What the task asks ->
Every line of the data must appear again in the answer, exactly as written.

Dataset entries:
::::::::

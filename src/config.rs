//! Configuration management for thorload
//!
//! Two layers:
//! - [`ClientOptions`], the per-client object handed over by the host runtime
//!   (unknown fields are rejected, empty fields fall back to solo-network defaults)
//! - [`Config`], the process-level TOML file tuning funding, polling,
//!   deduplication and the metric sink

use crate::error::{LoadError, Result};
use serde::Deserialize;
use std::fs;
use std::io::ErrorKind;
use std::path::Path;
use std::time::Duration;

/// Mnemonic of the pre-funded accounts on a thor solo node.
pub const DEFAULT_MNEMONIC: &str =
    "denial kitchen pet squirrel other broom bar gas better priority spoil cross";
pub const DEFAULT_URL: &str = "http://localhost:8669";
pub const DEFAULT_ACCOUNTS: usize = 10;

pub const DEFAULT_CONFIG_FILE: &str = "thorload.toml";

#[derive(Debug, Clone, Default, Deserialize, PartialEq, Eq)]
#[serde(default, deny_unknown_fields)]
pub struct ClientOptions {
    pub url: String,
    pub mnemonic: String,
    pub accounts: usize,
}

impl ClientOptions {
    /// Decode options from the host's object form and fill in defaults.
    pub fn from_value(value: serde_json::Value) -> Result<Self> {
        let options: ClientOptions = serde_json::from_value(value)
            .map_err(|e| LoadError::InvalidOptions(format!("unable to decode options: {}", e)))?;
        Ok(options.with_defaults())
    }

    pub fn with_defaults(mut self) -> Self {
        if self.url.is_empty() {
            self.url = DEFAULT_URL.to_string();
        }
        if self.mnemonic.is_empty() {
            self.mnemonic = DEFAULT_MNEMONIC.to_string();
        }
        if self.accounts == 0 {
            self.accounts = DEFAULT_ACCOUNTS;
        }
        self
    }
}

#[derive(Debug, Clone, Default, Deserialize)]
pub struct Config {
    #[serde(default)]
    pub client: ClientOptions,
    #[serde(default)]
    pub funding: FundingConfig,
    #[serde(default)]
    pub poller: PollerConfig,
    #[serde(default)]
    pub dedup: DedupConfig,
    #[serde(default)]
    pub sink: SinkConfig,
}

#[derive(Debug, Clone, Deserialize)]
pub struct FundingConfig {
    #[serde(default = "default_batch_size")]
    pub batch_size: usize,
}

impl Default for FundingConfig {
    fn default() -> Self {
        Self {
            batch_size: default_batch_size(),
        }
    }
}

#[derive(Debug, Clone, Deserialize)]
pub struct PollerConfig {
    #[serde(default = "default_interval_ms")]
    pub interval_ms: u64,
}

impl PollerConfig {
    pub fn interval(&self) -> Duration {
        Duration::from_millis(self.interval_ms)
    }
}

impl Default for PollerConfig {
    fn default() -> Self {
        Self {
            interval_ms: default_interval_ms(),
        }
    }
}

#[derive(Debug, Clone, Deserialize)]
pub struct DedupConfig {
    /// Most recent block numbers remembered per endpoint.
    #[serde(default = "default_window")]
    pub window: usize,
    /// Windows kept for endpoints no poller is watching any more.
    #[serde(default = "default_max_endpoints")]
    pub max_endpoints: usize,
}

impl Default for DedupConfig {
    fn default() -> Self {
        Self {
            window: default_window(),
            max_endpoints: default_max_endpoints(),
        }
    }
}

#[derive(Debug, Clone, Deserialize)]
pub struct SinkConfig {
    #[serde(default = "default_sink_capacity")]
    pub capacity: usize,
}

impl Default for SinkConfig {
    fn default() -> Self {
        Self {
            capacity: default_sink_capacity(),
        }
    }
}

impl Config {
    pub fn validate(&self) -> Result<()> {
        if self.funding.batch_size == 0 {
            return Err(LoadError::Config("funding.batch_size must be > 0".into()));
        }
        if self.poller.interval_ms == 0 {
            return Err(LoadError::Config("poller.interval_ms must be > 0".into()));
        }
        if self.dedup.window == 0 {
            return Err(LoadError::Config("dedup.window must be > 0".into()));
        }
        if self.dedup.max_endpoints == 0 {
            return Err(LoadError::Config("dedup.max_endpoints must be > 0".into()));
        }
        if self.sink.capacity == 0 {
            return Err(LoadError::Config("sink.capacity must be > 0".into()));
        }
        Ok(())
    }
}

/// Load `thorload.toml` from the working directory.
pub fn load_config() -> Result<Config> {
    load_config_or_default(DEFAULT_CONFIG_FILE)
}

/// Like [`load_config_from`], but a missing file gives the defaults.
pub fn load_config_or_default(path: impl AsRef<Path>) -> Result<Config> {
    match fs::read_to_string(path.as_ref()) {
        Ok(config_str) => parse_config(&config_str),
        Err(e) if e.kind() == ErrorKind::NotFound => parse_config(""),
        Err(e) => Err(e.into()),
    }
}

/// Load a config file. An empty file gives the defaults.
pub fn load_config_from(path: impl AsRef<Path>) -> Result<Config> {
    let config_str = fs::read_to_string(path.as_ref())?;
    parse_config(&config_str)
}

fn parse_config(config_str: &str) -> Result<Config> {
    let mut config: Config = if config_str.trim().is_empty() {
        Config::default()
    } else {
        toml::from_str(config_str)?
    };

    config.client = config.client.with_defaults();
    config.validate()?;
    Ok(config)
}

fn default_batch_size() -> usize {
    100
}

fn default_interval_ms() -> u64 {
    500
}

fn default_window() -> usize {
    256
}

fn default_max_endpoints() -> usize {
    64
}

fn default_sink_capacity() -> usize {
    1024
}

::::::::

Written answer ->
filename src/config.rs
//! Configuration management for thorload
//!
//! Two layers:
//! - [`ClientOptions`], the per-client object handed over by the host runtime
//!   (unknown fields are rejected, empty fields fall back to solo-network defaults)
//! - [`Config`], the process-level TOML file tuning funding, polling,
//!   deduplication and the metric sink

use crate::error::{LoadError, Result};
use serde::Deserialize;
use std::fs;
use std::io::ErrorKind;
use std::path::Path;
use std::time::Duration;

/// Mnemonic of the pre-funded accounts on a thor solo node.
pub const DEFAULT_MNEMONIC: &str =
    "denial kitchen pet squirrel other broom bar gas better priority spoil cross";
pub const DEFAULT_URL: &str = "http://localhost:8669";
pub const DEFAULT_ACCOUNTS: usize = 10;

pub const DEFAULT_CONFIG_FILE: &str = "thorload.toml";

#[derive(Debug, Clone, Default, Deserialize, PartialEq, Eq)]
#[serde(default, deny_unknown_fields)]
pub struct ClientOptions {
    pub url: String,
    pub mnemonic: String,
    pub accounts: usize,
}

impl ClientOptions {
    /// Decode options from the host's object form and fill in defaults.
    pub fn from_value(value: serde_json::Value) -> Result<Self> {
        let options: ClientOptions = serde_json::from_value(value)
            .map_err(|e| LoadError::InvalidOptions(format!("unable to decode options: {}", e)))?;
        Ok(options.with_defaults())
    }

    pub fn with_defaults(mut self) -> Self {
        if self.url.is_empty() {
            self.url = DEFAULT_URL.to_string();
        }
        if self.mnemonic.is_empty() {
            self.mnemonic = DEFAULT_MNEMONIC.to_string();
        }
        if self.accounts == 0 {
            self.accounts = DEFAULT_ACCOUNTS;
        }
        self
    }
}

#[derive(Debug, Clone, Default, Deserialize)]
pub struct Config {
    #[serde(default)]
    pub client: ClientOptions,
    #[serde(default)]
    pub funding: FundingConfig,
    #[serde(default)]
    pub poller: PollerConfig,
    #[serde(default)]
    pub dedup: DedupConfig,
    #[serde(default)]
    pub sink: SinkConfig,
}

#[derive(Debug, Clone, Deserialize)]
pub struct FundingConfig {
    #[serde(default = "default_batch_size")]
    pub batch_size: usize,
}

impl Default for FundingConfig {
    fn default() -> Self {
        Self {
            batch_size: default_batch_size(),
        }
    }
}

#[derive(Debug, Clone, Deserialize)]
pub struct PollerConfig {
    #[serde(default = "default_interval_ms")]
    pub interval_ms: u64,
}

impl PollerConfig {
    pub fn interval(&self) -> Duration {
        Duration::from_millis(self.interval_ms)
    }
}

impl Default for PollerConfig {
    fn default() -> Self {
        Self {
            interval_ms: default_interval_ms(),
        }
    }
}

#[derive(Debug, Clone, Deserialize)]
pub struct DedupConfig {
    /// Most recent block numbers remembered per endpoint.
    #[serde(default = "default_window")]
    pub window: usize,
    /// Windows kept for endpoints no poller is watching any more.
    #[serde(default = "default_max_endpoints")]
    pub max_endpoints: usize,
}

impl Default for DedupConfig {
    fn default() -> Self {
        Self {
            window: default_window(),
            max_endpoints: default_max_endpoints(),
        }
    }
}

#[derive(Debug, Clone, Deserialize)]
pub struct SinkConfig {
    #[serde(default = "default_sink_capacity")]
    pub capacity: usize,
}

impl Default for SinkConfig {
    fn default() -> Self {
        Self {
            capacity: default_sink_capacity(),
        }
    }
}

impl Config {
    pub fn validate(&self) -> Result<()> {
        if self.funding.batch_size == 0 {
            return Err(LoadError::Config("funding.batch_size must be > 0".into()));
        }
        if self.poller.interval_ms == 0 {
            return Err(LoadError::Config("poller.interval_ms must be > 0".into()));
        }
        if self.dedup.window == 0 {
            return Err(LoadError::Config("dedup.window must be > 0".into()));
        }
        if self.dedup.max_endpoints == 0 {
            return Err(LoadError::Config("dedup.max_endpoints must be > 0".into()));
        }
        if self.sink.capacity == 0 {
            return Err(LoadError::Config("sink.capacity must be > 0".into()));
        }
        Ok(())
    }
}

/// Load `thorload.toml` from the working directory.
pub fn load_config() -> Result<Config> {
    load_config_or_default(DEFAULT_CONFIG_FILE)
}

/// Like [`load_config_from`], but a missing file gives the defaults.
pub fn load_config_or_default(path: impl AsRef<Path>) -> Result<Config> {
    match fs::read_to_string(path.as_ref()) {
        Ok(config_str) => parse_config(&config_str),
        Err(e) if e.kind() == ErrorKind::NotFound => parse_config(""),
        Err(e) => Err(e.into()),
    }
}

/// Load a config file. An empty file gives the defaults.
pub fn load_config_from(path: impl AsRef<Path>) -> Result<Config> {
    let config_str = fs::read_to_string(path.as_ref())?;
    parse_config(&config_str)
}

fn parse_config(config_str: &str) -> Result<Config> {
    let mut config: Config = if config_str.trim().is_empty() {
        Config::default()
    } else {
        toml::from_str(config_str)?
    };

    config.client = config.client.with_defaults();
    config.validate()?;
    Ok(config)
}

fn default_batch_size() -> usize {
    100
}

fn default_interval_ms() -> u64 {
    500
}

fn default_window() -> usize {
    256
}

fn default_max_endpoints() -> usize {
    64
}

fn default_sink_capacity() -> usize {
    1024
}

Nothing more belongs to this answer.